__Exercise prompt__
Each line of the entries that mentions the string "Ordering" needs to be reported.

__Data to examine__

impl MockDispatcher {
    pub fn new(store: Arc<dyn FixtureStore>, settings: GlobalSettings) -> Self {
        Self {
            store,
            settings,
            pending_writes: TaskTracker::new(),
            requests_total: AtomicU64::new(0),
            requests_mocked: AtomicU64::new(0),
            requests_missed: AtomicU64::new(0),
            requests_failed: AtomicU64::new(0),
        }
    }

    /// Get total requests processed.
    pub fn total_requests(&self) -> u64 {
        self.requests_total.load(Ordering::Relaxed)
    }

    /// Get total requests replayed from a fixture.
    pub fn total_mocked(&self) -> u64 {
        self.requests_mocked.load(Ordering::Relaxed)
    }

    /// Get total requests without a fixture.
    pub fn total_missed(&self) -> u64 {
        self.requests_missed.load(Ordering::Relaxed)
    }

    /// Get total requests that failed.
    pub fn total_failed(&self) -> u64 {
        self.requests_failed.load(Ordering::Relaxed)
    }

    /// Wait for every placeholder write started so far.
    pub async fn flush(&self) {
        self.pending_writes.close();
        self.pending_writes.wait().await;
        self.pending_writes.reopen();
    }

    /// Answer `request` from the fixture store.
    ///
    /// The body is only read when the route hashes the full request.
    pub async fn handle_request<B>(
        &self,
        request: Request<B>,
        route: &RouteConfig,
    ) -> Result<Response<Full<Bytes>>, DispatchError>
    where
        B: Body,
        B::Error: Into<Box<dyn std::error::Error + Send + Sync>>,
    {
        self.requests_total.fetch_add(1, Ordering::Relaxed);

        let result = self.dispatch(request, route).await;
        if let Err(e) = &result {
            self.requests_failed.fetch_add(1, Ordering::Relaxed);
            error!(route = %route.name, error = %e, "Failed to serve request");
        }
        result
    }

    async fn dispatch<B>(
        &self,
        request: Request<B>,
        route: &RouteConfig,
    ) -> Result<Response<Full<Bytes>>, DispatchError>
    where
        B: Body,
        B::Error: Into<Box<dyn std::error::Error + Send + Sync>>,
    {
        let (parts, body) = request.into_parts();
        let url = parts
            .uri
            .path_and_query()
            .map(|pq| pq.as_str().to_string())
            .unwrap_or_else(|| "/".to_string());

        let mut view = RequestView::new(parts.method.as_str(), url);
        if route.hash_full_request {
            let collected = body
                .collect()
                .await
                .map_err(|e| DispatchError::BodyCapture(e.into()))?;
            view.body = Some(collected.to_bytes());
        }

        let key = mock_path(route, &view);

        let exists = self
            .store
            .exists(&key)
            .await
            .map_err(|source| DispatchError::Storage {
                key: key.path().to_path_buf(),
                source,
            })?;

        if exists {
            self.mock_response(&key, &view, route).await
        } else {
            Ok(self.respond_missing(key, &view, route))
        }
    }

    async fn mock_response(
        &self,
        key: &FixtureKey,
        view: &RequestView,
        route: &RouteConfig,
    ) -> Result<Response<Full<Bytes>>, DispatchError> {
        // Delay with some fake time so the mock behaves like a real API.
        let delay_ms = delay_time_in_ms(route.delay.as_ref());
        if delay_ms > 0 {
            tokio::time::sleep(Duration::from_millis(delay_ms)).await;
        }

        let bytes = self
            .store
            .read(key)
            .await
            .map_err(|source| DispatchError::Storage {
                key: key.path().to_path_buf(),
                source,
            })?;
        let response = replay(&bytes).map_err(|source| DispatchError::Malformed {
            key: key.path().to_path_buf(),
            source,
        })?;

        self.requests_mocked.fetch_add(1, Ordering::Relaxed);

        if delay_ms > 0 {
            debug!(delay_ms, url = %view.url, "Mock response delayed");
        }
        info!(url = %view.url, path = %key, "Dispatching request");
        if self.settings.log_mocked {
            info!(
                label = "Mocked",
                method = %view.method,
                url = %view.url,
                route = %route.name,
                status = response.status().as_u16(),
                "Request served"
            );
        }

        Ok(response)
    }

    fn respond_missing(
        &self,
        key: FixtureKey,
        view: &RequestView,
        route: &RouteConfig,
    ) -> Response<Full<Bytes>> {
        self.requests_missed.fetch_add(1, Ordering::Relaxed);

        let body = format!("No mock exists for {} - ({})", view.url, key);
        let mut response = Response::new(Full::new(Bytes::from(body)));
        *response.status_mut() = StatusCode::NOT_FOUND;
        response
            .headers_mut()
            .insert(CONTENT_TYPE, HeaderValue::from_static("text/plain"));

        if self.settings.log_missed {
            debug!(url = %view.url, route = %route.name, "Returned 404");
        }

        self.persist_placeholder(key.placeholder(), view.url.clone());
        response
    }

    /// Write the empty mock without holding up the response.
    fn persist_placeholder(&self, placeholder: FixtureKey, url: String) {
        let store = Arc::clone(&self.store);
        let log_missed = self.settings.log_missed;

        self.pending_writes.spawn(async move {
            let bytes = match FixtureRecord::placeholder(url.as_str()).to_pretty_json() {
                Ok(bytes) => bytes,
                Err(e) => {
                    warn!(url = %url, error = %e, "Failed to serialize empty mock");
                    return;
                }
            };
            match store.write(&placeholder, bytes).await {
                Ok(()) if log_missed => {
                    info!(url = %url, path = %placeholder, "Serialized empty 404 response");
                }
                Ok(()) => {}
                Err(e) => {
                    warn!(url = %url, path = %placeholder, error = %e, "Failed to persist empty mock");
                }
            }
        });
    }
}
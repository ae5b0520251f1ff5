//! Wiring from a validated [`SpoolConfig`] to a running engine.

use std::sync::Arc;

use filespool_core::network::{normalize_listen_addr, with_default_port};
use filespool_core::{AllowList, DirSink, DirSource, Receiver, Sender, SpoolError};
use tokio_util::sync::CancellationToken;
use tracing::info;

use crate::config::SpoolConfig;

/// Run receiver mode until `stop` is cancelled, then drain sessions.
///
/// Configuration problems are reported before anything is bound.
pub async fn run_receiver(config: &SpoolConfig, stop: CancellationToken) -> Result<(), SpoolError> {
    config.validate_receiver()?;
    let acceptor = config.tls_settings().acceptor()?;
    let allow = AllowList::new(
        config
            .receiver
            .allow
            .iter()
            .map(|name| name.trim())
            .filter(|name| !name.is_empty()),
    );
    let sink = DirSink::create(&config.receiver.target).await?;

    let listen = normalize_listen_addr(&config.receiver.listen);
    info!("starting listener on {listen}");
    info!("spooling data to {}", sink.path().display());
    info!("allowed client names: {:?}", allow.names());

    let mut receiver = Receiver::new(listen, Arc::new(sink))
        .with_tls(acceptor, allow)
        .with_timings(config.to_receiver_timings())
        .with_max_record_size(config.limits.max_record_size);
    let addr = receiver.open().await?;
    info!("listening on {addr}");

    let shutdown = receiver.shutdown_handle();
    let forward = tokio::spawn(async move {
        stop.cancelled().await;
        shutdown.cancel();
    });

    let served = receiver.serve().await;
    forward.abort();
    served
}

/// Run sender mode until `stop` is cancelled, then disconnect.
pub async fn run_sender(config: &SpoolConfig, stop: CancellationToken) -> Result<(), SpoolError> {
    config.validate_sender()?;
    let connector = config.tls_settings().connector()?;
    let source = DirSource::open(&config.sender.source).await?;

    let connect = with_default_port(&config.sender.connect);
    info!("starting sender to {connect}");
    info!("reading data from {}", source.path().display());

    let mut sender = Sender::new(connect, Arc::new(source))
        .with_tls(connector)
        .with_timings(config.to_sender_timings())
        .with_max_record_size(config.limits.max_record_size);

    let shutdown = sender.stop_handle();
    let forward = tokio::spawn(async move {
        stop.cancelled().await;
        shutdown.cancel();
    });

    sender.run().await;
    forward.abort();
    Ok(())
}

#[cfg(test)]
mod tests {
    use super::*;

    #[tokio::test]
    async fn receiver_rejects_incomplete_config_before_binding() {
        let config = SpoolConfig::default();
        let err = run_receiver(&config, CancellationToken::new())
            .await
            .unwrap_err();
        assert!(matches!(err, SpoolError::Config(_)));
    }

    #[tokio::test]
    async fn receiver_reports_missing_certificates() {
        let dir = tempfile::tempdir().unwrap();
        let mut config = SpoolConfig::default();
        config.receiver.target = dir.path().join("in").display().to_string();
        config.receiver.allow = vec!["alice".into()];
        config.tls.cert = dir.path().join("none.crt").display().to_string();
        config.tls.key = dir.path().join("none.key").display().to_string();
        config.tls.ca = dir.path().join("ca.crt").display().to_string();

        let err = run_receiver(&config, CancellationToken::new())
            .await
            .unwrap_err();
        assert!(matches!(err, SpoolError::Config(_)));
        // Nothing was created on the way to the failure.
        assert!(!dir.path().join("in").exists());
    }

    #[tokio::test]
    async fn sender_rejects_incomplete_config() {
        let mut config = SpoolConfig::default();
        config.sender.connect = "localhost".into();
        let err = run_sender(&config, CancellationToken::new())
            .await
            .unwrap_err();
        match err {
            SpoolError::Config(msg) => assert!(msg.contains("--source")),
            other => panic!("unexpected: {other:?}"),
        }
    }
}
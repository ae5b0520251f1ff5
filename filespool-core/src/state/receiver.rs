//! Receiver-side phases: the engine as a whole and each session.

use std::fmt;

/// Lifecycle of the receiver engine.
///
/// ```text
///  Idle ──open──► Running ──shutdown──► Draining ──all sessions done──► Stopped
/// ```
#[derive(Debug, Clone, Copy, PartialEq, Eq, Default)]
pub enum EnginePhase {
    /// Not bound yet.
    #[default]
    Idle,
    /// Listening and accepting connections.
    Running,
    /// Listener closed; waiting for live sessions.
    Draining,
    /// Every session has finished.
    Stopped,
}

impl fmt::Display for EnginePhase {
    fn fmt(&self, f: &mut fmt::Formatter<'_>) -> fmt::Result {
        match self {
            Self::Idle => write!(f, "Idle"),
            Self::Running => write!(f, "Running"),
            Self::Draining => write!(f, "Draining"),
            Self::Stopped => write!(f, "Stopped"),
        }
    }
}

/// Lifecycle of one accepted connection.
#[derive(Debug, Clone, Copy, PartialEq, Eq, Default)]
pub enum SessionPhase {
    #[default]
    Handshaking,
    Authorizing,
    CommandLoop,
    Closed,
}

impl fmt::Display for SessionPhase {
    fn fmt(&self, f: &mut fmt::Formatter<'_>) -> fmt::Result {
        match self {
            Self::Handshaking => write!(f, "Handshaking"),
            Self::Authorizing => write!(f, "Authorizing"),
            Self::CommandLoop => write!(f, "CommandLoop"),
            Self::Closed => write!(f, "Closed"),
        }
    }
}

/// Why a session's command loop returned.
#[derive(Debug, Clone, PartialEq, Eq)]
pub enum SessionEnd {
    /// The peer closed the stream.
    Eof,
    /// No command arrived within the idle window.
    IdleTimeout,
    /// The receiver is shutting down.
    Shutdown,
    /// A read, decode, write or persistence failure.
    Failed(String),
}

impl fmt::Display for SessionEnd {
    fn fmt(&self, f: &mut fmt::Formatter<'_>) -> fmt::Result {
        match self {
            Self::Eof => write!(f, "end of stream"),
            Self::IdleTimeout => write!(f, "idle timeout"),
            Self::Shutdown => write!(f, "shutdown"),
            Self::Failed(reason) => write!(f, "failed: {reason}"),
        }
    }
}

__Answer space__
        self.requests_total.load(Ordering::Relaxed)
        self.requests_mocked.load(Ordering::Relaxed)
        self.requests_missed.load(Ordering::Relaxed)
        self.requests_failed.load(Ordering::Relaxed)
        self.requests_total.fetch_add(1, Ordering::Relaxed);
            self.requests_failed.fetch_add(1, Ordering::Relaxed);
        self.requests_mocked.fetch_add(1, Ordering::Relaxed);
        self.requests_missed.fetch_add(1, Ordering::Relaxed);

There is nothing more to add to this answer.